There is no action, suit, investigation or proceeding pending or,
to the knowledge of the Borrower, threatened against the Borrower
or any of its Subsidiaries which purports to affect the validity or
enforceability of this Agreement or any Note.
Section 4.04
Outstanding Indebtedness. Neither the Borrower nor any of its
Subsidiaries has outstanding any Indebtedness except as permitted
by Section 6.03. There exists no default under the provisions
of any instrument evidencing such Indebtedness or of any agreement
relating thereto.
Section 4.05 Title
to Properties. The Borrower has and each of its Subsidiaries
has good and indefeasible title to its respective real properties
(other than properties which it leases) and good title to all of
its other respective properties and assets, including the
properties and assets reflected in the most recent audited balance
sheet referred to in Section 4.02 (other than properties and
assets disposed of in the ordinary course of business), subject to
no Lien of any kind except Liens permitted by Section 6.02.

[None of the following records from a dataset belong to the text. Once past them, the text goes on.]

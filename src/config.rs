//! Configuration types for background removal and compositing

use crate::backends::BackendType;
use crate::error::{Error, Result};
use crate::models::ModelKind;
use serde::{Deserialize, Serialize};
use std::path::PathBuf;

/// Smallest decoration scale factor
pub const MIN_SCALE: f32 = 0.1;
/// Largest decoration scale factor
pub const MAX_SCALE: f32 = 1.0;
/// Decoration scale factor of a fresh session
pub const DEFAULT_SCALE: f32 = 0.5;
/// Largest saturation/brightness offset in percent (either direction)
pub const MAX_ADJUSTMENT_PERCENT: i32 = 50;

/// Configuration for background removal operations
#[derive(Debug, Clone, PartialEq, Serialize, Deserialize)]
pub struct RemovalConfig {
    /// Mask backend used for the batch
    pub backend: BackendType,

    /// Model file used by the ONNX backends
    pub model: ModelKind,

    /// Model directory override (defaults to `$U2NET_HOME` or `~/.u2net`)
    pub model_dir: Option<PathBuf>,

    /// Number of intra-op threads for inference (0 = auto)
    pub intra_threads: usize,

    /// Download a missing model for backends that allow it
    pub auto_download: bool,

    /// Surface the first successful result as a PNG preview
    pub emit_preview: bool,
}

impl Default for RemovalConfig {
    fn default() -> Self {
        Self {
            backend: BackendType::Learned,
            model: ModelKind::U2net,
            model_dir: None,
            intra_threads: 0,
            auto_download: true,
            emit_preview: true,
        }
    }
}

impl RemovalConfig {
    /// Create a new configuration builder
    #[must_use]
    pub fn builder() -> RemovalConfigBuilder {
        RemovalConfigBuilder::new()
    }

    /// Validate the configuration
    ///
    /// # Errors
    /// - Graph-cut margin outside `[0.0, 0.3]`
    pub fn validate(&self) -> Result<()> {
        if let BackendType::GraphCut { margin_fraction } = self.backend {
            crate::backends::grabcut::validate_margin(margin_fraction)?;
        }
        Ok(())
    }
}

/// Builder for `RemovalConfig`
#[derive(Debug, Default)]
pub struct RemovalConfigBuilder {
    config: RemovalConfig,
}

impl RemovalConfigBuilder {
    #[must_use]
    pub fn new() -> Self {
        Self {
            config: RemovalConfig::default(),
        }
    }

    #[must_use]
    pub fn backend(mut self, backend: BackendType) -> Self {
        self.config.backend = backend;
        self
    }

    /// Select the graph-cut backend with a margin given in percent (1-25 in the UI)
    #[must_use]
    pub fn graph_cut_percent(mut self, percent: u8) -> Self {
        self.config.backend = BackendType::GraphCut {
            margin_fraction: f32::from(percent) / 100.0,
        };
        self
    }

    #[must_use]
    pub fn model(mut self, model: ModelKind) -> Self {
        self.config.model = model;
        self
    }

    #[must_use]
    pub fn model_dir<P: Into<PathBuf>>(mut self, dir: P) -> Self {
        self.config.model_dir = Some(dir.into());
        self
    }

    #[must_use]
    pub fn intra_threads(mut self, threads: usize) -> Self {
        self.config.intra_threads = threads;
        self
    }

    #[must_use]
    pub fn auto_download(mut self, enabled: bool) -> Self {
        self.config.auto_download = enabled;
        self
    }

    #[must_use]
    pub fn emit_preview(mut self, enabled: bool) -> Self {
        self.config.emit_preview = enabled;
        self
    }

    /// Build the configuration
    ///
    /// # Errors
    /// - Validation failures, see [`RemovalConfig::validate`]
    pub fn build(self) -> Result<RemovalConfig> {
        self.config.validate()?;
        Ok(self.config)
    }
}

/// Scale and colour adjustment values of a composer session
#[derive(Debug, Clone, Copy, PartialEq, Serialize, Deserialize)]
pub struct ComposeSettings {
    /// Left decoration scale factor (0.1-1.0)
    pub left_scale: f32,
    /// Right decoration scale factor (0.1-1.0)
    pub right_scale: f32,
    /// Saturation multiplier (0.5-1.5, 1.0 = unchanged)
    pub saturation: f32,
    /// Brightness multiplier (0.5-1.5, 1.0 = unchanged)
    pub brightness: f32,
}

impl Default for ComposeSettings {
    fn default() -> Self {
        Self {
            left_scale: DEFAULT_SCALE,
            right_scale: DEFAULT_SCALE,
            saturation: 1.0,
            brightness: 1.0,
        }
    }
}

impl ComposeSettings {
    /// Map a slider offset in percent (±50) to a multiplier (0.5-1.5)
    #[must_use]
    pub fn percent_to_multiplier(percent: i32) -> f32 {
        let clamped = percent.clamp(-MAX_ADJUSTMENT_PERCENT, MAX_ADJUSTMENT_PERCENT);
        1.0 + clamped as f32 / 100.0
    }

    /// Map a size slider value in percent (10-100) to a scale factor
    #[must_use]
    pub fn percent_to_scale(percent: u32) -> f32 {
        (percent as f32 / 100.0).clamp(MIN_SCALE, MAX_SCALE)
    }

    fn clamp_scale(name: &str, scale: f32) -> Result<f32> {
        if scale.is_nan() {
            return Err(Error::config_value_error(name, scale, "0.1-1.0", Some(DEFAULT_SCALE)));
        }
        Ok(scale.clamp(MIN_SCALE, MAX_SCALE))
    }

    /// Set the left decoration scale, clamped to 0.1-1.0
    ///
    /// # Errors
    /// - [`Error::InvalidConfig`] when `scale` is NaN
    pub fn with_left_scale(mut self, scale: f32) -> Result<Self> {
        self.left_scale = Self::clamp_scale("left_scale", scale)?;
        Ok(self)
    }

    /// Set the right decoration scale, clamped to 0.1-1.0
    ///
    /// # Errors
    /// - [`Error::InvalidConfig`] when `scale` is NaN
    pub fn with_right_scale(mut self, scale: f32) -> Result<Self> {
        self.right_scale = Self::clamp_scale("right_scale", scale)?;
        Ok(self)
    }

    #[must_use]
    pub fn with_saturation_percent(mut self, percent: i32) -> Self {
        self.saturation = Self::percent_to_multiplier(percent);
        self
    }

    #[must_use]
    pub fn with_brightness_percent(mut self, percent: i32) -> Self {
        self.brightness = Self::percent_to_multiplier(percent);
        self
    }

    /// Validate values that were set directly or deserialized
    ///
    /// # Errors
    /// - A scale outside `[0.1, 1.0]` or a multiplier outside `[0.5, 1.5]`
    pub fn validate(&self) -> Result<()> {
        for (name, value) in [("left_scale", self.left_scale), ("right_scale", self.right_scale)] {
            if !(MIN_SCALE..=MAX_SCALE).contains(&value) {
                return Err(Error::config_value_error(name, value, "0.1-1.0", Some(DEFAULT_SCALE)));
            }
        }
        for (name, value) in [("saturation", self.saturation), ("brightness", self.brightness)] {
            if !(0.5..=1.5).contains(&value) {
                return Err(Error::config_value_error(name, value, "0.5-1.5", Some(1.0)));
            }
        }
        Ok(())
    }
}

#[cfg(test)]
mod tests {
    use super::*;

    #[test]
    fn test_default_removal_config() {
        let config = RemovalConfig::default();
        assert_eq!(config.backend, BackendType::Learned);
        assert!(config.auto_download);
        assert!(config.validate().is_ok());
    }

    #[test]
    fn test_builder_graph_cut_percent() {
        let config = RemovalConfig::builder().graph_cut_percent(25).build().unwrap();
        match config.backend {
            BackendType::GraphCut { margin_fraction } => {
                assert!((margin_fraction - 0.25).abs() < 1e-6);
            },
            other => panic!("unexpected backend {other:?}"),
        }
    }

    #[test]
    fn test_builder_rejects_large_margin() {
        let result = RemovalConfig::builder()
            .backend(BackendType::GraphCut { margin_fraction: 0.45 })
            .build();
        assert!(matches!(result, Err(Error::InvalidConfig(_))));
    }

    #[test]
    fn test_percent_mapping() {
        assert!((ComposeSettings::percent_to_multiplier(-50) - 0.5).abs() < 1e-6);
        assert!((ComposeSettings::percent_to_multiplier(0) - 1.0).abs() < 1e-6);
        assert!((ComposeSettings::percent_to_multiplier(80) - 1.5).abs() < 1e-6);
        assert!((ComposeSettings::percent_to_scale(5) - 0.1).abs() < 1e-6);
        assert!((ComposeSettings::percent_to_scale(75) - 0.75).abs() < 1e-6);
    }

    #[test]
    fn test_nan_scale_is_rejected() {
        let result = ComposeSettings::default().with_left_scale(f32::NAN);
        assert!(matches!(result, Err(Error::InvalidConfig(_))));
        let result = ComposeSettings::default().with_right_scale(f32::NAN);
        assert!(matches!(result, Err(Error::InvalidConfig(_))));
    }

    #[test]
    fn test_settings_clamp_and_validate() {
        let settings = ComposeSettings::default()
            .with_left_scale(3.0)
            .unwrap()
            .with_right_scale(0.0)
            .unwrap()
            .with_saturation_percent(20)
            .with_brightness_percent(-20);
        assert!((settings.left_scale - 1.0).abs() < 1e-6);
        assert!((settings.right_scale - 0.1).abs() < 1e-6);
        assert!(settings.validate().is_ok());

        let invalid = ComposeSettings {
            saturation: 2.0,
            ..ComposeSettings::default()
        };
        assert!(invalid.validate().is_err());
    }

    #[test]
    fn test_settings_serde_roundtrip() {
        let settings = ComposeSettings::default().with_saturation_percent(10);
        let json = serde_json::to_string(&settings).unwrap();
        let parsed: ComposeSettings = serde_json::from_str(&json).unwrap();
        assert_eq!(settings, parsed);
    }
}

All leases necessary in any material respect for the conduct of the
respective businesses of the Borrower and its Subsidiaries are
valid and subsisting and are in full force and effect.
Section 4.06
Taxes. The Borrower has and each of its Subsidiaries has filed
all federal, state and other income tax returns which, to the best
knowledge of the officers of the Borrower and its Subsidiaries, are
required to be filed, and each has paid all taxes as shown on such
returns and on all assessments received by it to the extent that
such taxes have become due, except such taxes as are being
contested in good faith by appropriate proceedings for which
adequate reserves have been established in accordance with
GAAP.
Section 4.07
Conflicting Agreements and Other Matters. Neither the Borrower
nor any of its Subsidiaries is a party to any contract or agreement
or subject to any charter or other corporate restriction which
materially and adversely affects its business, property or assets,
condition (financial or otherwise) or operations. Neither the
execution nor delivery of this Agreement or the Notes, nor
fulfillment of nor compliance with the terms and provisions hereof
and of the Notes will conflict with, or result in a breach of the
terms, conditions or provisions of, or constitute a default under,
or result in any violation of, or result in the creation of any
Lien upon any of the properties or assets of the Borrower or any of
its Subsidiaries pursuant to, the charter or by-laws of the
Borrower or any of its Subsidiaries, any award of any arbitrator or
any agreement (including any agreement with stockholders),
instrument, order, judgment, decree, statute, law, rule or
regulation to which the Borrower or any of its Subsidiaries is
subject. Neither the Borrower nor any of its Subsidiaries is a
party to, or otherwise subject to any provision contained in, any
instrument evidencing Indebtedness of the Borrower or such
Subsidiary, any agreement relating thereto or any other contract or
agreement (including its charter) which limits the amount of, or
otherwise imposes restrictions on the incurring of, Indebtedness of
the Borrower of the type to be evidenced by the Notes except as set
forth in the agreements listed in Schedule “4.07"
attached hereto.
Section 4.08
Offering of Notes. Neither the Borrower nor any agent acting on
its behalf has, directly or indirectly, offered the Notes or any
similar security of the Borrower for sale to, or solicited any
offers to buy the Notes or any similar security of the Borrower
from, or otherwise approached or negotiated with respect thereto
with, any Person other than institutional investors, and neither
the Borrower nor any agent acting on its behalf has taken or will
take any action which would subject the issuance or sale of the
Notes to the provisions of Section 5 of the Securities Act or
to the provisions of any securities or Blue Sky law of any
applicable jurisdiction.
Section 4.09 Use of
Proceeds. The proceeds of the Notes will be used for general
corporate purposes including working capital, letter of credit and
capital expenditures. None of the proceeds of the Notes will be
used, directly or indirectly, for the purpose, whether immediate,
incidental or ultimate, of purchasing or carrying any “margin
stock” as defined in Regulation U (12 CFR Part 221)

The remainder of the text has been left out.